Ирина Щербакова Свободный человек
Ирина Щербакова
Свободный человек
Не могу вспомнить, когда я в первый раз увидела Надежду Яковлевну, вероятно, в году 1969–70-м, когда еще училась в университете. Я бывала у нее вместе с родителями и младшей сестрой, одна, когда нужно было чем-то помочь или Н. Я. просто меня звала. Приезжала она и к нам домой.
Иногда пишут, что у нее было что-то вроде салона. Если бы мне кто-нибудь в то время сказал, что у Н. Я. – салон, это показалось бы смешным. Салон я представляла себе совершенно иначе. Вот про Лилю Брик, у которой я тоже бывала с родителями – и дома, и на даче, – можно было сказать, что у нее салон, но уж никак не про кухню Н. Я., где она почти всегда лежала в халате на диванчике. Конечно, к ней постоянно приходили разные люди, но так бывало в те годы во многих домах, в том числе и у моих родителей. На эту кухню приходили ради Н. Я., а не ради светского общения друг с другом.
Однажды я провела у нее целый день, это было перед пасхой, может быть, в 1970-м, – якобы помочь в уборке. На самом деле всем очень расторопно руководил отец Сергий Желудков и две женщины, которые были с ним. Меня поразили быстрота и тщательность, а главное, веселость, с которой они делали генеральную уборку в комнате у Н. Я. и на маленькой заставленной кухне. Я только путалась у них под ногами, фактически ничего не делала, а приставала с расспросами к Н. Я.
Я в то время, как и полагается девочке из литературной семьи, конечно, читала Мандельштама, некоторые стихи его знала наизусть, но никогда не принадлежала к настоящим любителям поэзии, меня всегда больше интересовали люди, их истории, их прошлое. И вообще, образ эпохи и “Шум времени” – вот эта книга стала для меня впоследствии очень важной. Н. Я. меня интересовала не как вдова великого поэта, а прежде всего как важнейший свидетель – живой, пристрастный и не боящийся говорить вещи неудобные и кому-то неприятные. (Думаю, что знакомство с Н. Я. и с некоторыми другими важными “свидетелями” и заставило меня выбрать потом то, что стало моим главным занятием в жизни – спрашивать людей об их прошлом.)

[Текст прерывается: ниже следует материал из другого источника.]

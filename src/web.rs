//! Browser adapter: real DOM, local storage, and the wasm entry point.

use log::{error, warn, Level, LevelFilter, Metadata, Record};
use std::cell::RefCell;
use std::rc::Rc;
use wasm_bindgen::prelude::*;
use wasm_bindgen::JsCast;
use web_sys::{console, Document, Element, Event, HtmlElement, HtmlSelectElement, KeyboardEvent, Storage, Window};

use crate::app::{App, Click};
use crate::config::Config;
use crate::i18n::Locale;
use crate::loader::{ContentLoader, HttpSource};
use crate::page::{Environment, Page, Slot};
use crate::preferences::{KeyValueStore, Theme};
use crate::render::modal::DISMISS_ATTRIBUTE;

/// Optional JSON `Config` override on the root element.
const CONFIG_ATTRIBUTE: &str = "data-folio-config";

type BrowserApp = App<DomPage, LocalStorage, BrowserEnvironment>;

// ── Page ──────────────────────────────────────────────

pub struct DomPage {
    document: Document,
    config: Config,
    modal: Option<Element>,
}

impl DomPage {
    pub fn new(document: Document, config: Config) -> Self {
        DomPage {
            document,
            config,
            modal: None,
        }
    }

    fn by_id(&self, id: &str) -> Option<Element> {
        self.document.get_element_by_id(id)
    }

    fn slot_element(&self, slot: Slot) -> Option<Element> {
        let id = match slot {
            Slot::Projects => &self.config.projects_container,
            Slot::Profile => &self.config.profile_container,
            Slot::Year => &self.config.year_element,
        };
        self.by_id(id)
    }

    fn label_elements(&self) -> Vec<Element> {
        let selector = format!("[{}]", self.config.label_attribute);
        let nodes = match self.document.query_selector_all(&selector) {
            Ok(nodes) => nodes,
            Err(_) => return Vec::new(),
        };
        (0..nodes.length())
            .filter_map(|i| nodes.get(i))
            .filter_map(|node| node.dyn_into::<Element>().ok())
            .collect()
    }
}

impl Page for DomPage {
    fn set_html(&mut self, slot: Slot, html: &str) {
        if let Some(el) = self.slot_element(slot) {
            el.set_inner_html(html);
        }
    }

    fn set_text(&mut self, slot: Slot, text: &str) {
        if let Some(el) = self.slot_element(slot) {
            el.set_text_content(Some(text));
        }
    }

    fn set_root_attribute(&mut self, name: &str, value: &str) {
        if let Some(root) = self.document.document_element() {
            let _ = root.set_attribute(name, value);
        }
    }

    fn label_keys(&self) -> Vec<String> {
        let mut keys: Vec<String> = Vec::new();
        for el in self.label_elements() {
            if let Some(key) = el.get_attribute(&self.config.label_attribute) {
                if !keys.contains(&key) {
                    keys.push(key);
                }
            }
        }
        keys
    }

    fn set_label(&mut self, key: &str, text: &str) {
        for el in self.label_elements() {
            if el.get_attribute(&self.config.label_attribute).as_deref() == Some(key) {
                el.set_text_content(Some(text));
            }
        }
    }

    fn reflect_preferences(&mut self, theme: Theme, locale: Locale) {
        if let Some(select) = self
            .by_id(&self.config.locale_select)
            .and_then(|el| el.dyn_into::<HtmlSelectElement>().ok())
        {
            select.set_value(locale.code());
        }
        if let Some(toggle) = self.by_id(&self.config.theme_toggle) {
            let pressed = if theme == Theme::Dark { "true" } else { "false" };
            let _ = toggle.set_attribute("aria-pressed", pressed);
        }
    }

    fn mount_modal(&mut self) {
        let modal = match self.document.create_element("div") {
            Ok(el) => el,
            Err(_) => {
                error!("Could not create modal element");
                return;
            }
        };
        modal.set_id(&self.config.modal_id);
        modal.set_class_name("modal");
        let _ = modal.set_attribute("role", "dialog");
        let _ = modal.set_attribute("aria-modal", "true");
        if let Some(body) = self.document.body() {
            let _ = body.append_child(&modal);
        }
        self.modal = Some(modal);
    }

    fn set_modal_html(&mut self, html: &str) {
        if let Some(modal) = &self.modal {
            modal.set_inner_html(html);
        }
    }

    fn set_modal_visible(&mut self, visible: bool) {
        if let Some(modal) = &self.modal {
            let _ = modal.class_list().toggle_with_force("modal--open", visible);
        }
    }

    fn set_scroll_locked(&mut self, locked: bool) {
        if let Some(body) = self.document.body() {
            let style = body.style();
            let _ = if locked {
                style.set_property("overflow", "hidden")
            } else {
                style.remove_property("overflow").map(|_| ())
            };
        }
    }

    fn focus_modal_close(&mut self) {
        let close = self
            .modal
            .as_ref()
            .and_then(|m| m.query_selector(".modal-close").ok().flatten())
            .and_then(|el| el.dyn_into::<HtmlElement>().ok());
        if let Some(button) = close {
            let _ = button.focus();
        }
    }
}

// ── Storage and platform signals ──────────────────────

pub struct LocalStorage {
    storage: Option<Storage>,
}

impl LocalStorage {
    pub fn new(window: &Window) -> Self {
        // Some privacy modes throw on access; fall back to no persistence.
        LocalStorage {
            storage: window.local_storage().ok().flatten(),
        }
    }
}

impl KeyValueStore for LocalStorage {
    fn get(&self, key: &str) -> Option<String> {
        self.storage.as_ref()?.get_item(key).ok().flatten()
    }

    fn set(&self, key: &str, value: &str) -> Result<(), String> {
        let storage = self
            .storage
            .as_ref()
            .ok_or_else(|| "local storage unavailable".to_string())?;
        storage
            .set_item(key, value)
            .map_err(|e| format!("{:?}", e))
    }
}

pub struct BrowserEnvironment {
    window: Window,
}

impl BrowserEnvironment {
    pub fn new(window: Window) -> Self {
        BrowserEnvironment { window }
    }
}

impl Environment for BrowserEnvironment {
    fn prefers_dark(&self) -> bool {
        self.window
            .match_media("(prefers-color-scheme: dark)")
            .ok()
            .flatten()
            .map(|m| m.matches())
            .unwrap_or(false)
    }

    fn language(&self) -> Option<String> {
        self.window.navigator().language()
    }
}

// ── Logging ───────────────────────────────────────────

struct ConsoleLogger;

static LOGGER: ConsoleLogger = ConsoleLogger;

impl log::Log for ConsoleLogger {
    fn enabled(&self, metadata: &Metadata) -> bool {
        metadata.level() <= log::max_level()
    }

    fn log(&self, record: &Record) {
        if !self.enabled(record.metadata()) {
            return;
        }
        let line = JsValue::from_str(&format!("[{}] {}", record.target(), record.args()));
        match record.level() {
            Level::Error => console::error_1(&line),
            Level::Warn => console::warn_1(&line),
            Level::Info => console::info_1(&line),
            Level::Debug | Level::Trace => console::debug_1(&line),
        }
    }

    fn flush(&self) {}
}

// ── Entry point ───────────────────────────────────────

#[wasm_bindgen(start)]
pub fn start() -> Result<(), JsValue> {
    if log::set_logger(&LOGGER).is_ok() {
        log::set_max_level(LevelFilter::Info);
    }

    let window = web_sys::window().ok_or_else(|| JsValue::from_str("no window"))?;
    let document = window
        .document()
        .ok_or_else(|| JsValue::from_str("no document"))?;
    let config = read_config(&document);

    let app: Rc<RefCell<BrowserApp>> = Rc::new(RefCell::new(App::new(
        config.clone(),
        DomPage::new(document.clone(), config.clone()),
        LocalStorage::new(&window),
        BrowserEnvironment::new(window.clone()),
    )));
    app.borrow_mut().init();

    bind_theme_toggle(&document, &config, &app)?;
    bind_locale_select(&document, &config, &app)?;
    bind_keyboard(&document, &app)?;
    bind_modal_dismiss(&document, &app)?;

    let page_url = window.location().href()?;
    let source = match HttpSource::resolve(&page_url, &config.content_url) {
        Ok(source) => source,
        Err(e) => {
            app.borrow_mut().apply_load(Err(e));
            return Ok(());
        }
    };

    wasm_bindgen_futures::spawn_local(async move {
        let loader = ContentLoader::new(source);
        let result = loader.load().await;
        let loaded = app.borrow_mut().apply_load(result);
        if loaded {
            if let Err(e) = bind_project_clicks(&document, &config, &app) {
                error!("Could not bind project clicks: {:?}", e);
            }
        }
    });

    Ok(())
}

fn read_config(document: &Document) -> Config {
    let raw = document
        .document_element()
        .and_then(|root| root.get_attribute(CONFIG_ATTRIBUTE));
    match raw {
        Some(raw) => Config::from_json(&raw).unwrap_or_else(|e| {
            warn!("{}; using defaults", e);
            Config::default()
        }),
        None => Config::default(),
    }
}

fn listen<F>(target: &web_sys::EventTarget, event: &str, handler: F) -> Result<(), JsValue>
where
    F: FnMut(Event) + 'static,
{
    let cb = Closure::<dyn FnMut(Event)>::new(handler);
    target.add_event_listener_with_callback(event, cb.as_ref().unchecked_ref())?;
    // Listeners live as long as the page.
    cb.forget();
    Ok(())
}

fn bind_theme_toggle(
    document: &Document,
    config: &Config,
    app: &Rc<RefCell<BrowserApp>>,
) -> Result<(), JsValue> {
    let toggle = match document.get_element_by_id(&config.theme_toggle) {
        Some(el) => el,
        None => return Ok(()),
    };
    let app = Rc::clone(app);
    listen(&toggle, "click", move |_| app.borrow_mut().toggle_theme())
}

fn bind_locale_select(
    document: &Document,
    config: &Config,
    app: &Rc<RefCell<BrowserApp>>,
) -> Result<(), JsValue> {
    let select = match document
        .get_element_by_id(&config.locale_select)
        .and_then(|el| el.dyn_into::<HtmlSelectElement>().ok())
    {
        Some(el) => el,
        None => return Ok(()),
    };
    let app = Rc::clone(app);
    let source = select.clone();
    listen(&select, "change", move |_| {
        app.borrow_mut().set_locale_code(&source.value());
    })
}

fn bind_keyboard(document: &Document, app: &Rc<RefCell<BrowserApp>>) -> Result<(), JsValue> {
    let app = Rc::clone(app);
    listen(document, "keydown", move |event| {
        if let Some(key_event) = event.dyn_ref::<KeyboardEvent>() {
            app.borrow_mut().handle_key(&key_event.key());
        }
    })
}

fn bind_modal_dismiss(document: &Document, app: &Rc<RefCell<BrowserApp>>) -> Result<(), JsValue> {
    let app = Rc::clone(app);
    let selector = format!("[{}]", DISMISS_ATTRIBUTE);
    listen(document, "click", move |event| {
        if let Some(target) = event_element(&event) {
            if matches!(target.closest(&selector), Ok(Some(_))) {
                app.borrow_mut().handle_click(Click::Dismiss);
            }
        }
    })
}

fn bind_project_clicks(
    document: &Document,
    config: &Config,
    app: &Rc<RefCell<BrowserApp>>,
) -> Result<(), JsValue> {
    let container = match document.get_element_by_id(&config.projects_container) {
        Some(el) => el,
        None => return Ok(()),
    };
    let app = Rc::clone(app);
    listen(&container, "click", move |event| {
        let click = classify_card_click(&event);
        app.borrow_mut().handle_click(click);
    })
}

fn event_element(event: &Event) -> Option<Element> {
    event.target()?.dyn_into::<Element>().ok()
}

fn classify_card_click(event: &Event) -> Click {
    let target = match event_element(event) {
        Some(el) => el,
        None => return Click::Elsewhere,
    };
    let inside_link = matches!(target.closest("a"), Ok(Some(_)));
    let card_id = match target.closest(".project-card") {
        Ok(Some(card)) => card.get_attribute("data-project-id"),
        _ => None,
    };
    Click::in_projects(inside_link, card_id)
}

Ее книги я тогда буквально проглотила – и первую, и вторую; их откровенность и резкость меня совершенно не коробили. К тому же меня с детства окружали люди, имевшие отношение к литературе, среди них были известные и даже знаменитые, и это развило во мне некоторый отстраненно-трезвый взгляд: я часто видела, как и насколько отличается автор от его лирического героя…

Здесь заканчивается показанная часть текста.